Is there anywhere on their site (I can't find it) that actually allows you to search those 12,000 before signing up? Having only ~10% of their titles being downloadable kind of is a bummer, but if they are quality videos then it wouldn't be too bad. But it would be nice to have an idea of the library before signing up (yes, I know they have a free trial)...


----------



## KwikSilvr (Mar 26, 2002)

csell said:


> Is there anywhere on their site (I can't find it) that actually allows you to search those 12,000 before signing up? Having only ~10% of their titles being downloadable kind of is a bummer, but if they are quality videos then it wouldn't be too bad. But it would be nice to have an idea of the library before signing up (yes, I know they have a free trial)...


Go to the "browse selection" section of the site. At the bottom of the menu on the right hand side is a link that says "Browse our watching instantly choices".


----------



## dylanemcgregor (Jan 31, 2003)

ZeoTiVo said:


> I have a ToshiVo downstairs as well and *love* the TiVo interface to watch movies.
> 
> If it is ToshiVo you have then you can get a Tivo HD - move the sub to that and use the ToShiVo in basic mode for 3 days of guided data, manual record and full function of the DVD player.
> two DVRs to have but just a thought.


I've got a Humax, but it has lifetime, so TiVo basic is irrelevant for me. The other thing is I don't have any television source besides the internet, so getting any kind of TiVo really doesn't make practical sense for me right now. I know I should really just go through the Xbox, get a Roku, or keep hooking up the laptop to the TV. It is a testament to how much I really like the TiVo interface that the TiVo still holds any appeal.

Anyway, didn't mean to derail the thread. Super cool that this is finally going to be available on TiVo. Now Stephen, how about getting some Hulu too?


----------



## tgibbs (Sep 22, 2002)

> If the tivo service were free, i'd have zero beef with this, but since series 2 folks are paying the same monthly fee as series 3 folks, this is crap. S1, S2, and S3 folks should NOT be paying the same monthly fees since we're not getting the same service capabilities from TiVo. Tell me how that is equitable.


This is like complaining, "Why do owners of HD TiVos pay the same monthly subscription price as I do when they get HD and I don't?"

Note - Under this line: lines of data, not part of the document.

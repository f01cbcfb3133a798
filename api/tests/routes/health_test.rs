#[cfg(test)]
mod tests {
    use crate::helpers::{make_test_app, send};
    use axum::{
        body::{Body, to_bytes},
        http::{Request, StatusCode},
    };
    use tower::ServiceExt;

    #[tokio::test]
    async fn test_health_check() {
        let (app, _) = make_test_app().await;
        let (status, json) = send(&app, "GET", "/api/health", None).await;

        assert_eq!(status, StatusCode::OK);
        assert_eq!(json["success"], true);
        assert_eq!(json["data"], "OK");
    }

    #[tokio::test]
    async fn test_welcome_page_is_html() {
        let (app, _) = make_test_app().await;
        let req = Request::builder().uri("/").body(Body::empty()).unwrap();
        let response = app.oneshot(req).await.unwrap();

        assert_eq!(response.status(), StatusCode::OK);
        let content_type = response.headers()["content-type"].to_str().unwrap().to_owned();
        assert!(content_type.starts_with("text/html"));

        let body = to_bytes(response.into_body(), usize::MAX).await.unwrap();
        assert!(String::from_utf8_lossy(&body).contains("<h1>"));
    }
}
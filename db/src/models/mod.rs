pub mod course;
pub mod enrollment;
pub mod profile;
pub mod review;
pub mod user;

pub use course::Entity as Course;
pub use enrollment::Entity as Enrollment;
pub use profile::Entity as Profile;
pub use review::Entity as Review;
pub use user::Entity as User;
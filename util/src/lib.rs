pub mod config;
pub mod db_url;
pub mod state;
#[cfg(test)]
mod tests {
    use crate::helpers::{make_test_app, send};
    use axum::{Router, http::StatusCode};
    use serde_json::{Value, json};

    struct TestData {
        course: Value,
        alice: Value,
        bob: Value,
    }

    async fn setup_test_data(app: &Router) -> TestData {
        let (_, course) = send(app, "POST", "/api/courses", Some(json!({ "title": "Rust 101" }))).await;
        let (_, alice) =
            send(app, "POST", "/api/users", Some(json!({ "username": "alice", "email": "a@x.com" }))).await;
        let (_, bob) =
            send(app, "POST", "/api/users", Some(json!({ "username": "bob", "email": "b@x.com" }))).await;
        TestData {
            course: course["data"].clone(),
            alice: alice["data"].clone(),
            bob: bob["data"].clone(),
        }
    }

    fn reviews_uri(data: &TestData) -> String {
        format!("/api/courses/{}/reviews", data.course["id"])
    }

    #[tokio::test]
    async fn test_add_review_success() {
        let (app, _) = make_test_app().await;
        let data = setup_test_data(&app).await;

        let body = json!({ "rating": 5, "comment": "Loved it", "userId": data.alice["id"] });
        let (status, json) = send(&app, "POST", &reviews_uri(&data), Some(body)).await;
        assert_eq!(status, StatusCode::CREATED);
        assert_eq!(json["data"]["rating"], 5);
        assert_eq!(json["data"]["course"], data.course["id"]);
        assert_eq!(json["data"]["user"]["username"], "alice");
    }

    /// Test Case: A user may review a course only once
    #[tokio::test]
    async fn test_duplicate_review_is_rejected() {
        let (app, _) = make_test_app().await;
        let data = setup_test_data(&app).await;
        let body = json!({ "rating": 4, "userId": data.alice["id"] });

        send(&app, "POST", &reviews_uri(&data), Some(body.clone())).await;
        let (status, json) = send(&app, "POST", &reviews_uri(&data), Some(body)).await;
        assert_eq!(status, StatusCode::BAD_REQUEST);
        assert_eq!(json["message"], "User has already reviewed this course");
    }

    #[tokio::test]
    async fn test_rating_out_of_range() {
        let (app, _) = make_test_app().await;
        let data = setup_test_data(&app).await;

        for rating in [0, 6] {
            let body = json!({ "rating": rating, "userId": data.alice["id"] });
            let (status, json) = send(&app, "POST", &reviews_uri(&data), Some(body)).await;
            assert_eq!(status, StatusCode::BAD_REQUEST);
            assert!(json["message"].as_str().unwrap().contains("Rating must be between 1 and 5"));
        }
    }

    #[tokio::test]
    async fn test_review_for_unknown_course_or_user() {
        let (app, _) = make_test_app().await;
        let data = setup_test_data(&app).await;

        let body = json!({ "rating": 3, "userId": data.alice["id"] });
        let (status, json) = send(&app, "POST", "/api/courses/999/reviews", Some(body)).await;
        assert_eq!(status, StatusCode::NOT_FOUND);
        assert_eq!(json["message"], "Course not found");

        let body = json!({ "rating": 3, "userId": 999 });
        let (status, json) = send(&app, "POST", &reviews_uri(&data), Some(body)).await;
        assert_eq!(status, StatusCode::NOT_FOUND);
        assert_eq!(json["message"], "User not found");
    }

    #[tokio::test]
    async fn test_course_reviews_newest_first() {
        let (app, _) = make_test_app().await;
        let data = setup_test_data(&app).await;

        let (_, first) = send(
            &app,
            "POST",
            &reviews_uri(&data),
            Some(json!({ "rating": 4, "userId": data.alice["id"] })),
        )
        .await;
        let (_, second) = send(
            &app,
            "POST",
            &reviews_uri(&data),
            Some(json!({ "rating": 2, "userId": data.bob["id"] })),
        )
        .await;

        let (status, json) = send(&app, "GET", &reviews_uri(&data), None).await;
        assert_eq!(status, StatusCode::OK);
        assert_eq!(json["count"], 2);
        assert_eq!(json["data"][0]["id"], second["data"]["id"]);
        assert_eq!(json["data"][1]["id"], first["data"]["id"]);
        assert_eq!(json["data"][0]["user"]["username"], "bob");
    }

    #[tokio::test]
    async fn test_list_all_reviews_expands_course() {
        let (app, _) = make_test_app().await;
        let data = setup_test_data(&app).await;
        send(
            &app,
            "POST",
            &reviews_uri(&data),
            Some(json!({ "rating": 5, "userId": data.alice["id"] })),
        )
        .await;

        let (status, json) = send(&app, "GET", "/api/reviews", None).await;
        assert_eq!(status, StatusCode::OK);
        assert_eq!(json["count"], 1);
        assert_eq!(json["data"][0]["course"]["title"], "Rust 101");
        assert_eq!(json["data"][0]["user"]["email"], "a@x.com");
    }

    #[tokio::test]
    async fn test_review_of_deleted_user_renders_null_user() {
        let (app, _) = make_test_app().await;
        let data = setup_test_data(&app).await;
        send(
            &app,
            "POST",
            &reviews_uri(&data),
            Some(json!({ "rating": 5, "userId": data.alice["id"] })),
        )
        .await;
        send(&app, "DELETE", &format!("/api/users/{}", data.alice["id"]), None).await;

        let (status, json) = send(&app, "GET", &reviews_uri(&data), None).await;
        assert_eq!(status, StatusCode::OK);
        assert_eq!(json["count"], 1);
        assert!(json["data"][0]["user"].is_null());
    }

    #[tokio::test]
    async fn test_update_and_delete_review() {
        let (app, _) = make_test_app().await;
        let data = setup_test_data(&app).await;
        let (_, created) = send(
            &app,
            "POST",
            &reviews_uri(&data),
            Some(json!({ "rating": 3, "comment": "ok", "userId": data.alice["id"] })),
        )
        .await;
        let uri = format!("/api/reviews/{}", created["data"]["id"]);

        let (status, json) = send(&app, "PUT", &uri, Some(json!({ "rating": 4 }))).await;
        assert_eq!(status, StatusCode::OK);
        assert_eq!(json["data"]["rating"], 4);
        assert_eq!(json["data"]["comment"], "ok");
        assert_eq!(json["data"]["user"]["username"], "alice");

        let (status, json) = send(&app, "DELETE", &uri, None).await;
        assert_eq!(status, StatusCode::OK);
        assert_eq!(json["message"], "Review deleted successfully");

        let (status, json) = send(&app, "DELETE", &uri, None).await;
        assert_eq!(status, StatusCode::NOT_FOUND);
        assert_eq!(json["message"], "Review not found");

        let (status, _) = send(&app, "PUT", &uri, Some(json!({ "rating": 2 }))).await;
        assert_eq!(status, StatusCode::NOT_FOUND);
    }
}
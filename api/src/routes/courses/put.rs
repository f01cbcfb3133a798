use axum::{Json, extract::State, response::IntoResponse};
use db::models::course::Model as CourseModel;
use util::state::AppState;

use crate::extract::{Id, ValidJson};
use crate::response::{ApiError, ApiResponse};
use crate::routes::courses::common::{CourseResponse, UpdateCourseRequest};

/// PUT /api/courses/{course_id}
///
/// Overwrites the provided fields; omitted fields are kept.
///
/// ### Errors
/// - `400 Bad Request`: "Course with this title already exists" if another course has the title
/// - `404 Not Found`: "Course not found"
pub async fn update_course(
    State(app_state): State<AppState>,
    Id(course_id): Id,
    ValidJson(req): ValidJson<UpdateCourseRequest>,
) -> Result<impl IntoResponse, ApiError> {
    let course = CourseModel::update(
        app_state.db(),
        course_id,
        req.title,
        req.description,
        req.instructor,
    )
    .await?;
    Ok(Json(ApiResponse::ok(CourseResponse::from(course))))
}
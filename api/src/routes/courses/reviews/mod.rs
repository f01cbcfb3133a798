//! Reviews scoped to a course: `/api/courses/{course_id}/reviews`.
//!
//! Editing and deleting a review happens under `/api/reviews/{review_id}`.

pub mod get;
pub mod post;
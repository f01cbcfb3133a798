use migration::{Migrator, MigratorTrait};
use sea_orm::{ConnectOptions, Database, DatabaseConnection};

/// Opens a fresh, fully migrated in-memory database.
///
/// The pool is capped at one connection so every query sees the same in-memory file.
pub async fn setup_test_db() -> DatabaseConnection {
    let mut opt = ConnectOptions::new("sqlite::memory:");
    opt.max_connections(1).min_connections(1).sqlx_logging(false);

    let db = Database::connect(opt)
        .await
        .expect("Failed to connect to in-memory db");

    Migrator::up(&db, None)
        .await
        .expect("Failed to run migrations");

    db
}
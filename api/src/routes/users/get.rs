use axum::{Json, extract::State, response::IntoResponse};
use db::models::user::Model as UserModel;
use util::state::AppState;

use crate::extract::Id;
use crate::response::{ApiError, ApiResponse};
use crate::routes::courses::common::CourseSummary;
use crate::routes::users::common::UserResponse;

/// GET /api/users
///
/// Lists every user with the courses they are enrolled in.
///
/// ### Response: 200 OK
/// ```json
/// {
///   "success": true,
///   "count": 1,
///   "data": [
///     {
///       "id": 1,
///       "username": "alice",
///       "email": "alice@example.com",
///       "courses": [
///         { "id": 3, "title": "Rust 101", "description": "Basics", "instructor": "Ferris" }
///       ],
///       "created_at": "2025-10-14T08:00:00+00:00",
///       "updated_at": "2025-10-14T08:00:00+00:00"
///     }
///   ]
/// }
/// ```
pub async fn list_users(State(app_state): State<AppState>) -> Result<impl IntoResponse, ApiError> {
    let users = UserModel::find_all_with_courses(app_state.db()).await?;
    let users: Vec<UserResponse> = users.into_iter().map(UserResponse::from).collect();
    Ok(Json(ApiResponse::list(users)))
}

/// GET /api/users/{user_id}
///
/// ### Responses
/// - `200 OK` with the user and their courses
/// - `404 Not Found`: "User not found"
pub async fn get_user(
    State(app_state): State<AppState>,
    Id(user_id): Id,
) -> Result<impl IntoResponse, ApiError> {
    let user = UserModel::find_with_courses(app_state.db(), user_id).await?;
    Ok(Json(ApiResponse::ok(UserResponse::from(user))))
}

/// GET /api/courses/users/{user_id}/courses
///
/// Also mounted as `GET /api/users/{user_id}/courses`.
///
/// ### Response: 200 OK
/// ```json
/// {
///   "success": true,
///   "count": 1,
///   "data": [
///     { "id": 3, "title": "Rust 101", "description": "Basics", "instructor": "Ferris" }
///   ]
/// }
/// ```
///
/// ### Errors
/// - `404 Not Found`: "User not found"
pub async fn list_user_courses(
    State(app_state): State<AppState>,
    Id(user_id): Id,
) -> Result<impl IntoResponse, ApiError> {
    let user = UserModel::find_with_courses(app_state.db(), user_id).await?;
    let courses: Vec<CourseSummary> = user.courses.into_iter().map(CourseSummary::from).collect();
    Ok(Json(ApiResponse::list(courses)))
}
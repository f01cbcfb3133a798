use axum::{Json, extract::State, http::StatusCode, response::IntoResponse};
use db::models::course::Model as CourseModel;
use util::state::AppState;

use crate::extract::ValidJson;
use crate::response::{ApiError, ApiResponse};
use crate::routes::courses::common::{CourseResponse, CreateCourseRequest};

/// POST /api/courses
///
/// ### Request Body
/// ```json
/// {
///   "title": "Rust 101",
///   "description": "Ownership, borrowing and lifetimes",
///   "instructor": "Ferris"
/// }
/// ```
///
/// ### Responses
/// - `201 Created` with the course (`students` is empty)
/// - `400 Bad Request`: "Course with this title already exists"
pub async fn create_course(
    State(app_state): State<AppState>,
    ValidJson(req): ValidJson<CreateCourseRequest>,
) -> Result<impl IntoResponse, ApiError> {
    let course =
        CourseModel::create(app_state.db(), &req.title, req.description, req.instructor).await?;
    Ok((
        StatusCode::CREATED,
        Json(ApiResponse::ok(CourseResponse::from(course))),
    ))
}
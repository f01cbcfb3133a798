use axum::{Json, extract::State, response::IntoResponse};
use db::models::review::Model as ReviewModel;
use util::state::AppState;

use crate::extract::{Id, ValidJson};
use crate::response::{ApiError, ApiResponse};
use crate::routes::reviews::common::{ReviewResponse, UpdateReviewRequest};

/// PUT /api/reviews/{review_id}
///
/// Overwrites `rating` and/or `comment`; omitted fields are kept.
///
/// ### Request Body
/// ```json
/// { "rating": 4 }
/// ```
///
/// ### Errors
/// - `400 Bad Request`: rating outside 1..=5
/// - `404 Not Found`: "Review not found"
pub async fn update_review(
    State(app_state): State<AppState>,
    Id(review_id): Id,
    ValidJson(req): ValidJson<UpdateReviewRequest>,
) -> Result<impl IntoResponse, ApiError> {
    let review = ReviewModel::update(app_state.db(), review_id, req.rating, req.comment).await?;
    Ok(Json(ApiResponse::ok(ReviewResponse::from(review))))
}
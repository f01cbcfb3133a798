use axum::{Json, extract::State, response::IntoResponse};
use db::models::user::Model as UserModel;
use util::state::AppState;

use crate::extract::Id;
use crate::response::{ApiError, ApiResponse};

/// DELETE /api/users/{user_id}
///
/// Deletes the user row. Their profile, reviews and enrollments are not removed.
///
/// ### Responses
/// - `200 OK`
/// ```json
/// { "success": true, "message": "User deleted successfully" }
/// ```
/// - `404 Not Found`: "User not found"
pub async fn delete_user(
    State(app_state): State<AppState>,
    Id(user_id): Id,
) -> Result<impl IntoResponse, ApiError> {
    UserModel::delete(app_state.db(), user_id).await?;
    Ok(Json(ApiResponse::acknowledged("User deleted successfully")))
}
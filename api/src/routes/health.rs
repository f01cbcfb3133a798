use crate::response::ApiResponse;
use axum::{Json, Router, response::IntoResponse, routing::get};
use util::state::AppState;

/// Builds the `/health` route group.
///
/// This includes a single `GET /health` endpoint that returns a basic success message.
/// It does not touch the database.
pub fn health_routes() -> Router<AppState> {
    Router::new().route("/", get(health_check))
}

/// GET /health
///
/// ### Response
/// - `200 OK`
///
/// ```json
/// {
///   "success": true,
///   "data": "OK",
///   "message": "Health check passed"
/// }
/// ```
async fn health_check() -> impl IntoResponse {
    Json(ApiResponse::success("OK", "Health check passed"))
}
use axum::{Json, extract::State, response::IntoResponse};
use db::models::profile::Model as ProfileModel;
use util::state::AppState;

use crate::extract::Id;
use crate::response::{ApiError, ApiResponse};

/// DELETE /api/users/{user_id}/profile
///
/// ### Responses
/// - `200 OK`: "Profile deleted successfully"
/// - `404 Not Found`: "User not found", or "Profile not found for this user"
pub async fn delete_profile(
    State(app_state): State<AppState>,
    Id(user_id): Id,
) -> Result<impl IntoResponse, ApiError> {
    ProfileModel::delete_for_user(app_state.db(), user_id).await?;
    Ok(Json(ApiResponse::acknowledged("Profile deleted successfully")))
}
use sea_orm_migration::prelude::*;

pub struct Migration;

impl MigrationName for Migration {
    fn name(&self) -> &str {
        "m202510140001_create_users"
    }
}

#[async_trait::async_trait]
impl MigrationTrait for Migration {
    async fn up(&self, manager: &SchemaManager) -> Result<(), DbErr> {
        manager
            .create_table(
                Table::create()
                    .table(Alias::new("users"))
                    .if_not_exists()
                    .col(ColumnDef::new(Alias::new("id")).integer().not_null().auto_increment().primary_key())
                    .col(ColumnDef::new(Alias::new("username")).string().not_null().unique_key())
                    .col(ColumnDef::new(Alias::new("email")).string().not_null().unique_key())
                    .col(ColumnDef::new(Alias::new("created_at")).timestamp().not_null().default(Expr::cust("CURRENT_TIMESTAMP")))
                    .col(ColumnDef::new(Alias::new("updated_at")).timestamp().not_null().default(Expr::cust("CURRENT_TIMESTAMP")))
                    .to_owned(),
            )
            .await
    }

    async fn down(&self, manager: &SchemaManager) -> Result<(), DbErr> {
        manager
            .drop_table(Table::drop().table(Alias::new("users")).to_owned())
            .await
    }
}
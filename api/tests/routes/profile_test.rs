#[cfg(test)]
mod tests {
    use crate::helpers::{make_test_app, send};
    use axum::http::StatusCode;
    use serde_json::json;

    async fn create_user(app: &axum::Router) -> String {
        let (_, user) =
            send(app, "POST", "/api/users", Some(json!({ "username": "alice", "email": "a@x.com" }))).await;
        format!("/api/users/{}/profile", user["data"]["id"])
    }

    #[tokio::test]
    async fn test_profile_lifecycle() {
        let (app, _) = make_test_app().await;
        let uri = create_user(&app).await;

        let body = json!({ "bio": "Backend developer", "website": "https://alice.dev" });
        let (status, json) = send(&app, "POST", &uri, Some(body)).await;
        assert_eq!(status, StatusCode::CREATED);
        assert_eq!(json["data"]["user"]["username"], "alice");
        assert_eq!(json["data"]["bio"], "Backend developer");

        let (status, json) = send(&app, "PUT", &uri, Some(json!({ "bio": "Rustacean" }))).await;
        assert_eq!(status, StatusCode::OK);
        assert_eq!(json["data"]["bio"], "Rustacean");
        assert_eq!(json["data"]["website"], "https://alice.dev");

        let (status, json) = send(&app, "GET", &uri, None).await;
        assert_eq!(status, StatusCode::OK);
        assert_eq!(json["data"]["bio"], "Rustacean");

        let (status, json) = send(&app, "DELETE", &uri, None).await;
        assert_eq!(status, StatusCode::OK);
        assert_eq!(json["message"], "Profile deleted successfully");

        let (status, json) = send(&app, "GET", &uri, None).await;
        assert_eq!(status, StatusCode::NOT_FOUND);
        assert_eq!(json["message"], "Profile not found for this user");
    }

    #[tokio::test]
    async fn test_second_profile_is_rejected() {
        let (app, _) = make_test_app().await;
        let uri = create_user(&app).await;

        send(&app, "POST", &uri, Some(json!({ "bio": "first" }))).await;
        let (status, json) = send(&app, "POST", &uri, Some(json!({ "bio": "second" }))).await;
        assert_eq!(status, StatusCode::BAD_REQUEST);
        assert_eq!(json["message"], "Profile already exists for this user");
    }

    #[tokio::test]
    async fn test_profile_of_unknown_user() {
        let (app, _) = make_test_app().await;

        for method in ["GET", "DELETE"] {
            let (status, json) = send(&app, method, "/api/users/999/profile", None).await;
            assert_eq!(status, StatusCode::NOT_FOUND);
            assert_eq!(json["message"], "User not found");
        }

        let (status, json) =
            send(&app, "POST", "/api/users/999/profile", Some(json!({ "bio": "x" }))).await;
        assert_eq!(status, StatusCode::NOT_FOUND);
        assert_eq!(json["message"], "User not found");
    }

    #[tokio::test]
    async fn test_profile_bio_length_is_limited() {
        let (app, _) = make_test_app().await;
        let uri = create_user(&app).await;

        let (status, json) = send(&app, "POST", &uri, Some(json!({ "bio": "x".repeat(2001) }))).await;
        assert_eq!(status, StatusCode::BAD_REQUEST);
        assert!(json["message"].as_str().unwrap().contains("2000"));
    }
}
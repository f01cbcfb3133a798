pub mod extract;
pub mod middleware;
pub mod response;
pub mod routes;

use axum::{Router, middleware::from_fn, response::Html, routing::get};
use util::state::AppState;

use crate::middleware::log_request;
use crate::routes::routes;

/// The complete application: the welcome page, every `/api` route, and request logging.
pub fn app(app_state: AppState) -> Router {
    Router::new()
        .route("/", get(welcome))
        .nest("/api", routes(app_state))
        .layer(from_fn(log_request))
}

async fn welcome() -> Html<&'static str> {
    Html("<h1>Welcome to the Course Blog API</h1>")
}
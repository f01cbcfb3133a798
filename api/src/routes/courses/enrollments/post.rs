use axum::{Json, extract::State, response::IntoResponse};
use db::models::{course::Model as CourseModel, enrollment::Model as EnrollmentModel};
use util::state::AppState;

use crate::extract::{Id, ValidJson};
use crate::response::{ApiError, ApiResponse};
use crate::routes::courses::common::CourseResponse;
use crate::routes::courses::enrollments::common::EnrollRequest;

/// POST /api/courses/{course_id}/enroll
///
/// Enrolls a user in a course. The course is checked before the user.
///
/// ### Request Body
/// ```json
/// { "userId": 1 }
/// ```
/// `user_id` is accepted as well.
///
/// ### Response: 200 OK
/// ```json
/// {
///   "success": true,
///   "data": {
///     "id": 3,
///     "title": "Rust 101",
///     "description": "Basics",
///     "instructor": "Ferris",
///     "students": [
///       { "id": 1, "username": "alice", "email": "alice@example.com" }
///     ],
///     "created_at": "2025-10-14T08:00:00+00:00",
///     "updated_at": "2025-10-14T08:00:00+00:00"
///   },
///   "message": "User enrolled successfully"
/// }
/// ```
///
/// ### Errors
/// - `400 Bad Request`: "User is already enrolled in this course"
/// - `404 Not Found`: "Course not found", or "User not found"
pub async fn enroll_user(
    State(app_state): State<AppState>,
    Id(course_id): Id,
    ValidJson(req): ValidJson<EnrollRequest>,
) -> Result<impl IntoResponse, ApiError> {
    let db = app_state.db();
    EnrollmentModel::enroll(db, course_id, req.user_id).await?;

    let course = CourseModel::find_with_students(db, course_id).await?;
    Ok(Json(ApiResponse::success(
        CourseResponse::from(course),
        "User enrolled successfully",
    )))
}
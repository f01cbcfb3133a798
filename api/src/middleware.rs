use axum::{
    body::Body,
    extract::ConnectInfo,
    http::{Method, Request},
    middleware::Next,
    response::Response,
};
use std::net::SocketAddr;
use std::time::Instant;
use tracing::info;

/// Logs method, path, client IP, response status and latency for each HTTP request.
/// CORS preflight `OPTIONS` requests are passed through without a log line.
///
/// ### Usage:
/// ```ignore
/// use axum::Router;
/// use axum::middleware::from_fn;
/// use api::middleware::log_request;
///
/// let app = Router::new().layer(from_fn(log_request));
/// ```
///
/// The client IP is only known when the app is served with
/// `into_make_service_with_connect_info::<SocketAddr>()`; otherwise `unknown` is logged.
pub async fn log_request(req: Request<Body>, next: Next) -> Response {
    if req.method() == Method::OPTIONS {
        return next.run(req).await;
    }

    let method = req.method().clone();
    let path = req.uri().path().to_owned();
    let ip = req
        .extensions()
        .get::<ConnectInfo<SocketAddr>>()
        .map(|ConnectInfo(addr)| addr.ip().to_string())
        .unwrap_or_else(|| "unknown".into());

    let started = Instant::now();
    let response = next.run(req).await;

    info!(
        method = %method,
        path = %path,
        ip = %ip,
        status = response.status().as_u16(),
        latency_ms = started.elapsed().as_millis() as u64,
        "Handled request"
    );

    response
}
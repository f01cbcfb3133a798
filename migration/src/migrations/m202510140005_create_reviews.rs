use sea_orm_migration::prelude::*;

pub struct Migration;

impl MigrationName for Migration {
    fn name(&self) -> &str {
        "m202510140005_create_reviews"
    }
}

#[async_trait::async_trait]
impl MigrationTrait for Migration {
    async fn up(&self, manager: &SchemaManager) -> Result<(), DbErr> {
        manager
            .create_table(
                Table::create()
                    .table(Alias::new("reviews"))
                    .if_not_exists()
                    .col(ColumnDef::new(Alias::new("id")).integer().not_null().auto_increment().primary_key())
                    .col(ColumnDef::new(Alias::new("rating")).integer().not_null())
                    .col(ColumnDef::new(Alias::new("comment")).text().null())
                    .col(ColumnDef::new(Alias::new("course_id")).integer().not_null())
                    .col(ColumnDef::new(Alias::new("user_id")).integer().not_null())
                    .col(ColumnDef::new(Alias::new("created_at")).timestamp().not_null().default(Expr::cust("CURRENT_TIMESTAMP")))
                    .col(ColumnDef::new(Alias::new("updated_at")).timestamp().not_null().default(Expr::cust("CURRENT_TIMESTAMP")))
                    .to_owned(),
            )
            .await?;

        // One review per (user, course).
        manager
            .create_index(
                Index::create()
                    .name("idx_reviews_user_course")
                    .if_not_exists()
                    .table(Alias::new("reviews"))
                    .col(Alias::new("user_id"))
                    .col(Alias::new("course_id"))
                    .unique()
                    .to_owned(),
            )
            .await
    }

    async fn down(&self, manager: &SchemaManager) -> Result<(), DbErr> {
        manager
            .drop_table(Table::drop().table(Alias::new("reviews")).to_owned())
            .await
    }
}
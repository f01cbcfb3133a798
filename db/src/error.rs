//! Store-level error type shared by every entity operation.

use sea_orm::{DbErr, SqlErr};

pub const USER_NOT_FOUND: &str = "User not found";
pub const COURSE_NOT_FOUND: &str = "Course not found";
pub const REVIEW_NOT_FOUND: &str = "Review not found";
pub const PROFILE_NOT_FOUND: &str = "Profile not found for this user";

pub const USER_EXISTS: &str = "User with this email or username already exists";
pub const USER_FIELDS_TAKEN: &str = "Email or username already exists";
pub const COURSE_TITLE_TAKEN: &str = "Course with this title already exists";
pub const PROFILE_EXISTS: &str = "Profile already exists for this user";
pub const ALREADY_ENROLLED: &str = "User is already enrolled in this course";
pub const ALREADY_REVIEWED: &str = "User has already reviewed this course";

pub type StoreResult<T> = Result<T, StoreError>;

/// Errors produced by entity operations.
///
/// `NotFound` and `Conflict` carry the caller-facing message; `Database` wraps anything
/// the store itself reported.
#[derive(Debug, thiserror::Error)]
pub enum StoreError {
    #[error("{0}")]
    NotFound(&'static str),

    #[error("{0}")]
    Conflict(String),

    #[error("Database error: {0}")]
    Database(#[from] DbErr),
}

impl StoreError {
    /// Converts a write error into `Conflict(message)` when it is a unique-index violation.
    ///
    /// The unique indexes are the authoritative guard, so a write that loses the race
    /// against a concurrent insert reports the same conflict as the pre-check would have.
    pub fn from_write(err: DbErr, message: &str) -> Self {
        if is_unique_violation(&err) {
            StoreError::Conflict(message.to_owned())
        } else {
            StoreError::Database(err)
        }
    }
}

pub fn is_unique_violation(err: &DbErr) -> bool {
    matches!(err.sql_err(), Some(SqlErr::UniqueConstraintViolation(_)))
}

Answer: You pay a subscription for program information, not for the features of your box. No current TiVo owner is entitled to any features that weren't advertised for their box at the time that they bought it. Anything else is gravy.


----------



## bgc (Jan 13, 2008)

Does this streaming service allow you to watch new releases? I had a Netflix trial a while back and the online viewing basically had old tv shows and nothing close to a new release movie.

BGC


----------



## rainwater (Sep 21, 2004)

bgc said:


> Does this streaming service allow you to watch new releases? I had a Netflix trial a while back and the online viewing basically had old tv shows and nothing close to a new release movie.


It is still a small percentage of the overall DVDs they offer. However, they do now have more content with the Starz deal they struck. So they offer some of the newer content.


----------



## tgibbs (Sep 22, 2002)

bgc said:


> Does this streaming service allow you to watch new releases? I had a Netflix trial a while back and the online viewing basically had old tv shows and nothing close to a new release movie.
> 
> BGC


A few, but not the hits. Most of the newer stuff is Independent and Foreign films.


----------



## rainwater (Sep 21, 2004)

tgibbs said:


> A few, but not the hits. Most of the newer stuff is Independent and Foreign films.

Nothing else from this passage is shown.